THE TASK
What lines in the records include the string "Debug"? Return each one.

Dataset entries
++++

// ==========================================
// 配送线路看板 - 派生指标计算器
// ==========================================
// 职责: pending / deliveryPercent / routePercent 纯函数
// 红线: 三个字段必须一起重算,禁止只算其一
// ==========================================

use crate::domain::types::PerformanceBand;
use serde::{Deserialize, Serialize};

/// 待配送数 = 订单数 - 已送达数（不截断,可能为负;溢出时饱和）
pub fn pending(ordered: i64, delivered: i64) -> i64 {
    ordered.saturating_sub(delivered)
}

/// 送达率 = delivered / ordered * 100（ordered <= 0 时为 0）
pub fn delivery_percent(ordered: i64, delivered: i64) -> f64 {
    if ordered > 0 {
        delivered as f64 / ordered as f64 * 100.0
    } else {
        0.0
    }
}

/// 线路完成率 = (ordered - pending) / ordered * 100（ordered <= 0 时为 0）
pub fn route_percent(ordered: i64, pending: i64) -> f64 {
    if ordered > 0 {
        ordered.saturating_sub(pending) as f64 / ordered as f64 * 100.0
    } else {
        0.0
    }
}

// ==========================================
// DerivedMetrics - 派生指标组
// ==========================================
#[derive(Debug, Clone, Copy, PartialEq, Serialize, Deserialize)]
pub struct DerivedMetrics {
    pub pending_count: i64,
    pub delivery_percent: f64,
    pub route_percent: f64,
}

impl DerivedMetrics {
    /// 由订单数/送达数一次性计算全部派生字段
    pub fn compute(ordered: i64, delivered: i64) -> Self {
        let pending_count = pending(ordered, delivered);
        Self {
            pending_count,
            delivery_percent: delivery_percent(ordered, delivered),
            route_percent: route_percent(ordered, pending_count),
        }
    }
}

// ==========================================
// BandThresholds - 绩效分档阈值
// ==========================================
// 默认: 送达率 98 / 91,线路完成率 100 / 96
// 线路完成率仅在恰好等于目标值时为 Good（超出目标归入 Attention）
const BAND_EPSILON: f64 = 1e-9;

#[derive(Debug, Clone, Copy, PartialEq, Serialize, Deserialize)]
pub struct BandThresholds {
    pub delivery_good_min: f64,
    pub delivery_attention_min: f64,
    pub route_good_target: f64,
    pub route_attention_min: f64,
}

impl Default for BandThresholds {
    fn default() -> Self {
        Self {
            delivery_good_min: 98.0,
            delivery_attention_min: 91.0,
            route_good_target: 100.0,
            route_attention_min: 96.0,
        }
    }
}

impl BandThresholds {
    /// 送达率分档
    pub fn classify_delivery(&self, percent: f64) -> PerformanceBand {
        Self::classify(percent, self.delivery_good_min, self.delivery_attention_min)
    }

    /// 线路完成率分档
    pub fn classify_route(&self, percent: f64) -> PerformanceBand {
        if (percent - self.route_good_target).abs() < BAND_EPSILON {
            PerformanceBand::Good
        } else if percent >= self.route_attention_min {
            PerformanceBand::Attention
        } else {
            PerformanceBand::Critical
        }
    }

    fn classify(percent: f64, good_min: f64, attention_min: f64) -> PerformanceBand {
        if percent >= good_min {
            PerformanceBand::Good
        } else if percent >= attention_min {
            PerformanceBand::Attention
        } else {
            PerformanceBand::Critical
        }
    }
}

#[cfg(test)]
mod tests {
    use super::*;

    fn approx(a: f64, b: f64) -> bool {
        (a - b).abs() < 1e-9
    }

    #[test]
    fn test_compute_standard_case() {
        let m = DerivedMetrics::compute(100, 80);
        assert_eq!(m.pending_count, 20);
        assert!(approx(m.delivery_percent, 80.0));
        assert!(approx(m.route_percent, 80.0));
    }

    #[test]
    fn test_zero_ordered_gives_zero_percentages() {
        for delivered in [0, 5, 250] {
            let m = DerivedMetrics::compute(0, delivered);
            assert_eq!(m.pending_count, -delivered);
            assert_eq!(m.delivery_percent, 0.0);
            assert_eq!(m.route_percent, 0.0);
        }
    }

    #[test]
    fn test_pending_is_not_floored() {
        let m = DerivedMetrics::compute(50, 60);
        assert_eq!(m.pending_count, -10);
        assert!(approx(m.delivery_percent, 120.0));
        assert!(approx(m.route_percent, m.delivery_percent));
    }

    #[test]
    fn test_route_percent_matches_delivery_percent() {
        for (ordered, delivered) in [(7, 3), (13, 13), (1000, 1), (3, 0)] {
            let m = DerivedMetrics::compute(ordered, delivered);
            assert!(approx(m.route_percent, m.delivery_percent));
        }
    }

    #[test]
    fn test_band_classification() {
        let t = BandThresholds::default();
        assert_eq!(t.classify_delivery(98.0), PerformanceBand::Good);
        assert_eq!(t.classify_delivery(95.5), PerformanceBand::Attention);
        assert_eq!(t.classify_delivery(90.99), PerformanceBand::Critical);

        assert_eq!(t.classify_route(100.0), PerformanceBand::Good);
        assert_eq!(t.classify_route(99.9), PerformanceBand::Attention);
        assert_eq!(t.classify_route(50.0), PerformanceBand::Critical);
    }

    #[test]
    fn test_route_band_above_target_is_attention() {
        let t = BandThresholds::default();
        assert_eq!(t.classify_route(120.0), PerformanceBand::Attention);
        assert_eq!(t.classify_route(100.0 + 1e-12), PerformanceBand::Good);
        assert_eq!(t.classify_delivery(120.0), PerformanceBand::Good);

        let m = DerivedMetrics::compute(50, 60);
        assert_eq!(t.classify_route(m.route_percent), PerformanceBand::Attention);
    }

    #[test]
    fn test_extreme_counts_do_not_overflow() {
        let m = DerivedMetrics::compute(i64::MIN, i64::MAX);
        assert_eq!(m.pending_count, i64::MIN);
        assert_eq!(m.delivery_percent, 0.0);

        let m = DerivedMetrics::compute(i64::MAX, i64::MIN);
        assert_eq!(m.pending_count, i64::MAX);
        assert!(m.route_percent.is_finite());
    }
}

++++

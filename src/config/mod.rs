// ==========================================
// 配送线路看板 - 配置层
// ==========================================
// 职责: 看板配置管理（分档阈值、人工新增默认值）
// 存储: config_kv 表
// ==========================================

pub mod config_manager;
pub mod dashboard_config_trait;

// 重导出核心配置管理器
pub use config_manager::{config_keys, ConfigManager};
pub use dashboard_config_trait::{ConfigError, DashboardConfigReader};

++++

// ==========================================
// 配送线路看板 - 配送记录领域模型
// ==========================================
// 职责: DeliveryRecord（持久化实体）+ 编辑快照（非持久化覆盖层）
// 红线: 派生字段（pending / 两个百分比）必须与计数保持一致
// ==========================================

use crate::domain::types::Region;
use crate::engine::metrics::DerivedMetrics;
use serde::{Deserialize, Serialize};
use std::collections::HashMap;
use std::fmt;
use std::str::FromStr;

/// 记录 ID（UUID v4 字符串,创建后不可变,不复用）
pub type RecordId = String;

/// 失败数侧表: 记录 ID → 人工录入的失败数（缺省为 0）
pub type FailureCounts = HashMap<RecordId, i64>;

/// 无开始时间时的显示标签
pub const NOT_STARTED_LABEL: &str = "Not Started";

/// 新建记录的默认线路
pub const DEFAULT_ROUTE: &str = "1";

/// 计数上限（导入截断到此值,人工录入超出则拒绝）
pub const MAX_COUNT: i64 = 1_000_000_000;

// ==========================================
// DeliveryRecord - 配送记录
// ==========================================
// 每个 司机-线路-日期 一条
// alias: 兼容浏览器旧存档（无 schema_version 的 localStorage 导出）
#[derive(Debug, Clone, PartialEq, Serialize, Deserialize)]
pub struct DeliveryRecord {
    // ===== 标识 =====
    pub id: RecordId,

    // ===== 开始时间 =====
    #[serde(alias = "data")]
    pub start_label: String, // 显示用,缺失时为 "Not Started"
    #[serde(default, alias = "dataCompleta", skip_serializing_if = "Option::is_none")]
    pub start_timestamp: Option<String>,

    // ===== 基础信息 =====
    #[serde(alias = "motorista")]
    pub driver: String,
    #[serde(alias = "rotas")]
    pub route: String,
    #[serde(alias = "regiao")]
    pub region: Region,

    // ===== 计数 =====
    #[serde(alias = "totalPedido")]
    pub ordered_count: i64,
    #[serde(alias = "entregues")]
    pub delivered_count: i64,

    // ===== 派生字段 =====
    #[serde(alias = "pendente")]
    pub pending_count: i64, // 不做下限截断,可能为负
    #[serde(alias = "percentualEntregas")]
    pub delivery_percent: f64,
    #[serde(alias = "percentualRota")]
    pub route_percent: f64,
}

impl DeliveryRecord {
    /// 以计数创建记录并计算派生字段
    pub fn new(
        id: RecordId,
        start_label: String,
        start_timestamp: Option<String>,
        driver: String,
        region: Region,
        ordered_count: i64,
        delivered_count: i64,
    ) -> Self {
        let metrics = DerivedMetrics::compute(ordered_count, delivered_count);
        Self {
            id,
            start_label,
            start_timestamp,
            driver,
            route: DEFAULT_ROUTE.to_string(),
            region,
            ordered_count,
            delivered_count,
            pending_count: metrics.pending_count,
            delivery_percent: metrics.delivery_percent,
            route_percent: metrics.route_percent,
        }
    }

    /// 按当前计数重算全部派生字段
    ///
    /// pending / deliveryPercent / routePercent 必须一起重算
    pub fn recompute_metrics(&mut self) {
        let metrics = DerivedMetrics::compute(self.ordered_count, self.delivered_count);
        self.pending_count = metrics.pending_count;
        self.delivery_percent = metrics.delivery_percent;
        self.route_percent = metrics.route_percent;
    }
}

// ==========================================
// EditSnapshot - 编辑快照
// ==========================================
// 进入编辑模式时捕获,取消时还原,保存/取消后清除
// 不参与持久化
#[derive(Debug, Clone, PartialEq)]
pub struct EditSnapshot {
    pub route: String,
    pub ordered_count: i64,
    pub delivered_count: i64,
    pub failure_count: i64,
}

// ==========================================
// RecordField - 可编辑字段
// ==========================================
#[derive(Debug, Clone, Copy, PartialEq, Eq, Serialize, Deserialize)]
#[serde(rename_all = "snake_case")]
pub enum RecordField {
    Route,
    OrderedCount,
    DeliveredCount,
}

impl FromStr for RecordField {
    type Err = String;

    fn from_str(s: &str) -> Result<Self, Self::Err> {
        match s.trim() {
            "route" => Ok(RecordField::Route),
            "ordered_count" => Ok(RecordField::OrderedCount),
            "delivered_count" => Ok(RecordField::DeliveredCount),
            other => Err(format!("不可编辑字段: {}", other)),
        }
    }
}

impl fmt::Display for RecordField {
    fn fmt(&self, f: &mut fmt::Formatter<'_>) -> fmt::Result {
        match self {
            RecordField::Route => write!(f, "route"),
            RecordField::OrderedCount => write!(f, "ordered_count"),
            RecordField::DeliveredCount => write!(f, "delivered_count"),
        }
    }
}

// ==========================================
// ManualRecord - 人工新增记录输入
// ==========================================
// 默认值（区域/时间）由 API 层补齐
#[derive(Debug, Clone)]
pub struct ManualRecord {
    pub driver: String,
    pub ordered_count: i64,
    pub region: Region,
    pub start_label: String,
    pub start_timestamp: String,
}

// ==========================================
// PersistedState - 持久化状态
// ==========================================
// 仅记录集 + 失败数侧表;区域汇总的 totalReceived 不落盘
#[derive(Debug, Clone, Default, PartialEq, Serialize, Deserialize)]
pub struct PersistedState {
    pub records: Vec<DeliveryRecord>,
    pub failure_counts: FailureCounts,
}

++++

ANSWER TO THE PROBLEM
#[derive(Debug, Clone, Copy, PartialEq, Serialize, Deserialize)]
#[derive(Debug, Clone, Copy, PartialEq, Serialize, Deserialize)]
#[derive(Debug, Clone, PartialEq, Serialize, Deserialize)]
#[derive(Debug, Clone, PartialEq)]
#[derive(Debug, Clone, Copy, PartialEq, Eq, Serialize, Deserialize)]
#[derive(Debug, Clone)]
#[derive(Debug, Clone, Default, PartialEq, Serialize, Deserialize)]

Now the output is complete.